Pakistan's Thal Desert is south of the Salt Range, between the Indus and Jhelum rivers. The Thar Desert (Cholistan Desert) lies south of the Sutlej River along the Pakistan-India border. Both are extensions of India's Thar Desert. The Balochistan Plateau is largely a desert area with erosion, sand dunes, and sandstorms. In these areas desert vegetation grow. In some places there is no plant life. There is also a dry region in the northern Chilas-Gilgit area, which is in the Himalayan rain shadow.

Dinosaurs and Prehistoric Crocodiles in Pakistan

Fossils of at least 1,500 dinosaurs dating back to period of the mass extinction of the dinosaurs around 65 million years ago have been found at 16 different locations in Balochistan. Scientist hope the discovery to will provide information as how the mass extinction occurred.

In 2005, scientists announced that 90-million-year-old crocodile fossils found in Brazil had links to similar creatures in Pakistan, suggesting an ancient land bridge between South America to Indo-Pakistan. Associated Press reported: Scientists unveiled 11 skeletons of prehistoric crocodiles. The fossilized skeletons of the Baurusuchus salgadoensis appear to be closely related to another ancient crocodile species, the Pabwehshi pakistanesis discovered in Pakistan, scientists from Rio de Janeiro's Federal University said. “This discovery really proves that South America was at one time linked to the India-Pakistan bloc, and this link could have only been through Antarctica or Australia," said Rudolph Trouw, regional editor of the scientific magazine Gondwana Research. [Source: Associated Press, June 8, 2005]

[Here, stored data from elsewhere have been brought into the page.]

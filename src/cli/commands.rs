// ============================================================
// Layer 1 — CLI Commands and Arguments
// ============================================================
// Defines the two subcommands: `train` and `evaluate`
// and all their configurable flags.
//
// Reference: Rust Book §12 (Building a CLI Program)

use clap::{Args, Subcommand};

use crate::application::train_use_case::TrainConfig;
use crate::ml::selection::PolicyKind;
use crate::ml::trainer::OptimizerKind;

/// The two top-level subcommands available to the user
#[derive(Subcommand, Debug)]
pub enum Commands {
    /// Train the multi-task classifier on the labelled photographs
    Train(TrainArgs),

    /// Report on the held-out test split of a trained checkpoint
    Evaluate(EvaluateArgs),
}

/// All arguments for the `train` command.
#[derive(Args, Debug)]
pub struct TrainArgs {
    /// Root holding Leaf/, Shape/, Trunk/ and Trunk2/, one folder per class inside each
    #[arg(long, default_value = "dataset")]
    pub data_dir: String,

    /// Directory for checkpoints, metrics and reports
    #[arg(long, default_value = "checkpoints")]
    pub checkpoint_dir: String,

    #[arg(long, default_value_t = 101)]
    pub epochs: usize,

    #[arg(long, default_value_t = 32)]
    pub batch_size: usize,

    /// Constant learning rate
    #[arg(long, default_value_t = 1e-3)]
    pub lr: f64,

    /// SGD momentum (ignored by Adam)
    #[arg(long, default_value_t = 0.9)]
    pub momentum: f64,

    #[arg(long, value_enum, default_value_t = OptimizerKind::Sgd)]
    pub optimizer: OptimizerKind,

    /// Threads decoding and augmenting training images
    #[arg(long, default_value_t = 4)]
    pub num_workers: usize,

    /// Seeds the split, the shuffling, the augmentation and the weights
    #[arg(long, default_value_t = 100)]
    pub seed: u64,

    /// Visits of every training image per epoch, each with its own augmentation
    #[arg(long, default_value_t = 3)]
    pub train_repeat: usize,

    /// Side of the square network input
    #[arg(long, default_value_t = 224)]
    pub image_size: usize,

    /// Shorter side before the centre crop (val / test)
    #[arg(long, default_value_t = 256)]
    pub resize: usize,

    /// Pretrained ResNet50 record, path without the .mpk.gz extension
    #[arg(long)]
    pub backbone_weights: Option<String>,

    /// How the best checkpoint is chosen from the four val accuracies
    #[arg(long, value_enum, default_value_t = PolicyKind::Coupled)]
    pub checkpoint_policy: PolicyKind,

    /// Continue from the state saved in --checkpoint-dir
    #[arg(long)]
    pub resume: bool,
}

/// Convert CLI TrainArgs into the application-layer TrainConfig.
impl From<TrainArgs> for TrainConfig {
    fn from(a: TrainArgs) -> Self {
        TrainConfig {
            data_dir:          a.data_dir,
            checkpoint_dir:    a.checkpoint_dir,
            epochs:            a.epochs,
            batch_size:        a.batch_size,
            lr:                a.lr,
            momentum:          a.momentum,
            optimizer:         a.optimizer,
            num_workers:       a.num_workers,
            seed:              a.seed,
            train_repeat:      a.train_repeat,
            image_size:        a.image_size,
            resize:            a.resize,
            backbone_weights:  a.backbone_weights,
            checkpoint_policy: a.checkpoint_policy,
            resume:            a.resume,
            ..TrainConfig::default()
        }
    }
}

/// All arguments for the `evaluate` command
#[derive(Args, Debug)]
pub struct EvaluateArgs {
    /// Directory where `train` saved its checkpoints
    #[arg(long, default_value = "checkpoints")]
    pub checkpoint_dir: String,

    #[arg(long, default_value_t = 32)]
    pub batch_size: usize,
}

#[cfg(test)]
mod tests {
    use super::*;
    use crate::cli::Cli;
    use clap::Parser;

    #[test]
    fn test_train_defaults() {
        let cli = Cli::try_parse_from(["tree_morph", "train"]).unwrap();
        let Commands::Train(args) = cli.command else { panic!("expected train") };
        let cfg: TrainConfig = args.into();
        assert_eq!(cfg.data_dir, "dataset");
        assert_eq!(cfg.epochs, 101);
        assert_eq!(cfg.lr, 1e-3);
        assert_eq!(cfg.held_out_fraction, 0.2);
        assert!(!cfg.resume);
    }

    #[test]
    fn test_train_flags() {
        let cli = Cli::try_parse_from([
            "tree_morph", "train",
            "--optimizer", "adam",
            "--checkpoint-policy", "independent",
            "--backbone-weights", "weights/resnet50",
            "--resume",
        ])
        .unwrap();
        let Commands::Train(args) = cli.command else { panic!("expected train") };
        assert_eq!(args.optimizer, OptimizerKind::Adam);
        assert_eq!(args.checkpoint_policy, PolicyKind::Independent);
        assert_eq!(args.backbone_weights.as_deref(), Some("weights/resnet50"));
        assert!(args.resume);
    }

    #[test]
    fn test_unknown_policy_rejected() {
        assert!(Cli::try_parse_from(["tree_morph", "train", "--checkpoint-policy", "best"]).is_err());
    }
}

The Baurusuchus salgadoensis lived 90 million years ago in an area of southeastern Brazil known as the Bauru Basin, 450 miles (700) west of modern-day Rio de Janeiro, said Pedro Henrique Nobre, one of the authors of the crocodiles' scientific description. An adult measured about 10 feet (3 meters) from head to tail and weighed around 900 pounds (400 kilograms), making it the largest crocodile species ever discovered in South America, Nobre said. Unlike modern crocodiles, the Baurusuchus had long legs and spent much of its time walking. It also could live in arid areas where water was scarce, like other carnivorous creatures of the epoch, Nobre said.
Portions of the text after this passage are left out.